(Beginning of The data)

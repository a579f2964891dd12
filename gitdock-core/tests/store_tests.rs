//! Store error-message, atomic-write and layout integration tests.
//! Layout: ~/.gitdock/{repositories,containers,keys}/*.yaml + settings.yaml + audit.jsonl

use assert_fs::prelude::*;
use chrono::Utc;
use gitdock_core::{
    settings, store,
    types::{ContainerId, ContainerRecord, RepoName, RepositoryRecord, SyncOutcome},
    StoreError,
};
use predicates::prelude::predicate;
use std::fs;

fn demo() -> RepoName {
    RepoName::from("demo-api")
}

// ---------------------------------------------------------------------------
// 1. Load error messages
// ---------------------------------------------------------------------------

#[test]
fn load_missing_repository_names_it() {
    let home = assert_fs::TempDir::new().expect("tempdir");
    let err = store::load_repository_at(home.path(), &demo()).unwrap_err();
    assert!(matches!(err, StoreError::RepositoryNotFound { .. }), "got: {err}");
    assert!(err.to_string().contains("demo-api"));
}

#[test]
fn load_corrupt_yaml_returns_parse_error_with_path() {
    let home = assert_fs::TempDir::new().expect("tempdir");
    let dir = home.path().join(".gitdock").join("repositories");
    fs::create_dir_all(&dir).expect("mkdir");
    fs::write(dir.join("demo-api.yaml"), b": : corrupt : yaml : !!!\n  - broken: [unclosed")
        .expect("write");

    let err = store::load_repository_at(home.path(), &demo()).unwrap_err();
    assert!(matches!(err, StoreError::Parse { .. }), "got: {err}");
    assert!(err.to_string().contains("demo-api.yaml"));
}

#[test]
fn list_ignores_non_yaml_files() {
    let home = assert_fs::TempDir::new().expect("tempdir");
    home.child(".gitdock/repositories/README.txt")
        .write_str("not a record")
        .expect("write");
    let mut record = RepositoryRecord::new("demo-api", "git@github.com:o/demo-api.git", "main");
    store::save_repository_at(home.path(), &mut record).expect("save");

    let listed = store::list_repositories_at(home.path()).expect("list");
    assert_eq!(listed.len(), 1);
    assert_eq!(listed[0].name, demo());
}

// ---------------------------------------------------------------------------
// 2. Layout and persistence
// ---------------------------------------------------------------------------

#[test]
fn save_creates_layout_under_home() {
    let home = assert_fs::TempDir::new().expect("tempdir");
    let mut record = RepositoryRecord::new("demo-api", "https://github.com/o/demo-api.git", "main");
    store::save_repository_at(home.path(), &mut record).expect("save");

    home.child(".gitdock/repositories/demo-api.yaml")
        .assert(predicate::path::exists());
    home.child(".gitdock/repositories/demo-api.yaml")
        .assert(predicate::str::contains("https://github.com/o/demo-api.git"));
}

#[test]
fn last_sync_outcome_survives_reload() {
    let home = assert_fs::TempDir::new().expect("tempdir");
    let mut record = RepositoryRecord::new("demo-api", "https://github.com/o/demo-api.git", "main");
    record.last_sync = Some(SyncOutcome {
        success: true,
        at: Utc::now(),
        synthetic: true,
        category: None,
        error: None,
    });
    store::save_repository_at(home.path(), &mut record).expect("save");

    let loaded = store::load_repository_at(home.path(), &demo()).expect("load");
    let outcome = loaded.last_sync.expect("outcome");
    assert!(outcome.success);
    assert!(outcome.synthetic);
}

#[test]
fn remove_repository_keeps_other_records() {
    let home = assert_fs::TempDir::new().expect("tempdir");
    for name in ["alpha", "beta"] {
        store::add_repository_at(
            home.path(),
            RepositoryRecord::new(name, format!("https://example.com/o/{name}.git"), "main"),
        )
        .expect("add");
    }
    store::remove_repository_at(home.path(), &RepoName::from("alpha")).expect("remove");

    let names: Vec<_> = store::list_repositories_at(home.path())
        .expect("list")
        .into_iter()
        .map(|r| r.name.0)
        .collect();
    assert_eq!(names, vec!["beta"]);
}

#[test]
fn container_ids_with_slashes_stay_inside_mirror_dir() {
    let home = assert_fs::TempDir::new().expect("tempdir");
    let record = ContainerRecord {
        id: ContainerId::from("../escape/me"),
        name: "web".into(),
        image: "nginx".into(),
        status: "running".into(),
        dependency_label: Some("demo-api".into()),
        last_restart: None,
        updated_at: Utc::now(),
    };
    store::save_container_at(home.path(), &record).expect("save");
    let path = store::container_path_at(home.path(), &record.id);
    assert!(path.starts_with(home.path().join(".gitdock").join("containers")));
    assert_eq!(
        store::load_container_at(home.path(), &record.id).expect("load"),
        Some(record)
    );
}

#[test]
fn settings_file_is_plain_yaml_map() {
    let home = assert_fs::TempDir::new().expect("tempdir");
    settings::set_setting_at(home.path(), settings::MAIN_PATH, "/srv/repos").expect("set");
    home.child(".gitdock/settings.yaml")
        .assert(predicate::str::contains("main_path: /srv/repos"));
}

(End of The data)

**Activity**
Each line above must be returned exactly as written.

**Solution for this problem**
repository a579f2964891dd12
filename gitdock-core/tests/store_tests.rs
//! Store error-message, atomic-write and layout integration tests.
//! Layout: ~/.gitdock/{repositories,containers,keys}/*.yaml + settings.yaml + audit.jsonl

use assert_fs::prelude::*;
use chrono::Utc;
use gitdock_core::{
    settings, store,
    types::{ContainerId, ContainerRecord, RepoName, RepositoryRecord, SyncOutcome},
    StoreError,
};
use predicates::prelude::predicate;
use std::fs;

fn demo() -> RepoName {
    RepoName::from("demo-api")
}

// ---------------------------------------------------------------------------
// 1. Load error messages
// ---------------------------------------------------------------------------

#[test]
fn load_missing_repository_names_it() {
    let home = assert_fs::TempDir::new().expect("tempdir");
    let err = store::load_repository_at(home.path(), &demo()).unwrap_err();
    assert!(matches!(err, StoreError::RepositoryNotFound { .. }), "got: {err}");
    assert!(err.to_string().contains("demo-api"));
}

#[test]
fn load_corrupt_yaml_returns_parse_error_with_path() {
    let home = assert_fs::TempDir::new().expect("tempdir");
    let dir = home.path().join(".gitdock").join("repositories");
    fs::create_dir_all(&dir).expect("mkdir");
    fs::write(dir.join("demo-api.yaml"), b": : corrupt : yaml : !!!\n  - broken: [unclosed")
        .expect("write");

    let err = store::load_repository_at(home.path(), &demo()).unwrap_err();
    assert!(matches!(err, StoreError::Parse { .. }), "got: {err}");
    assert!(err.to_string().contains("demo-api.yaml"));
}

#[test]
fn list_ignores_non_yaml_files() {
    let home = assert_fs::TempDir::new().expect("tempdir");
    home.child(".gitdock/repositories/README.txt")
        .write_str("not a record")
        .expect("write");
    let mut record = RepositoryRecord::new("demo-api", "git@github.com:o/demo-api.git", "main");
    store::save_repository_at(home.path(), &mut record).expect("save");

    let listed = store::list_repositories_at(home.path()).expect("list");
    assert_eq!(listed.len(), 1);
    assert_eq!(listed[0].name, demo());
}

// ---------------------------------------------------------------------------
// 2. Layout and persistence
// ---------------------------------------------------------------------------

#[test]
fn save_creates_layout_under_home() {
    let home = assert_fs::TempDir::new().expect("tempdir");
    let mut record = RepositoryRecord::new("demo-api", "https://github.com/o/demo-api.git", "main");
    store::save_repository_at(home.path(), &mut record).expect("save");

    home.child(".gitdock/repositories/demo-api.yaml")
        .assert(predicate::path::exists());
    home.child(".gitdock/repositories/demo-api.yaml")
        .assert(predicate::str::contains("https://github.com/o/demo-api.git"));
}

#[test]
fn last_sync_outcome_survives_reload() {
    let home = assert_fs::TempDir::new().expect("tempdir");
    let mut record = RepositoryRecord::new("demo-api", "https://github.com/o/demo-api.git", "main");
    record.last_sync = Some(SyncOutcome {
        success: true,
        at: Utc::now(),
        synthetic: true,
        category: None,
        error: None,
    });
    store::save_repository_at(home.path(), &mut record).expect("save");

    let loaded = store::load_repository_at(home.path(), &demo()).expect("load");
    let outcome = loaded.last_sync.expect("outcome");
    assert!(outcome.success);
    assert!(outcome.synthetic);
}

#[test]
fn remove_repository_keeps_other_records() {
    let home = assert_fs::TempDir::new().expect("tempdir");
    for name in ["alpha", "beta"] {
        store::add_repository_at(
            home.path(),
            RepositoryRecord::new(name, format!("https://example.com/o/{name}.git"), "main"),
        )
        .expect("add");
    }
    store::remove_repository_at(home.path(), &RepoName::from("alpha")).expect("remove");

    let names: Vec<_> = store::list_repositories_at(home.path())
        .expect("list")
        .into_iter()
        .map(|r| r.name.0)
        .collect();
    assert_eq!(names, vec!["beta"]);
}

#[test]
fn container_ids_with_slashes_stay_inside_mirror_dir() {
    let home = assert_fs::TempDir::new().expect("tempdir");
    let record = ContainerRecord {
        id: ContainerId::from("../escape/me"),
        name: "web".into(),
        image: "nginx".into(),
        status: "running".into(),
        dependency_label: Some("demo-api".into()),
        last_restart: None,
        updated_at: Utc::now(),
    };
    store::save_container_at(home.path(), &record).expect("save");
    let path = store::container_path_at(home.path(), &record.id);
    assert!(path.starts_with(home.path().join(".gitdock").join("containers")));
    assert_eq!(
        store::load_container_at(home.path(), &record.id).expect("load"),
        Some(record)
    );
}

#[test]
fn settings_file_is_plain_yaml_map() {
    let home = assert_fs::TempDir::new().expect("tempdir");
    settings::set_setting_at(home.path(), settings::MAIN_PATH, "/srv/repos").expect("set");
    home.child(".gitdock/settings.yaml")
        .assert(predicate::str::contains("main_path: /srv/repos"));
}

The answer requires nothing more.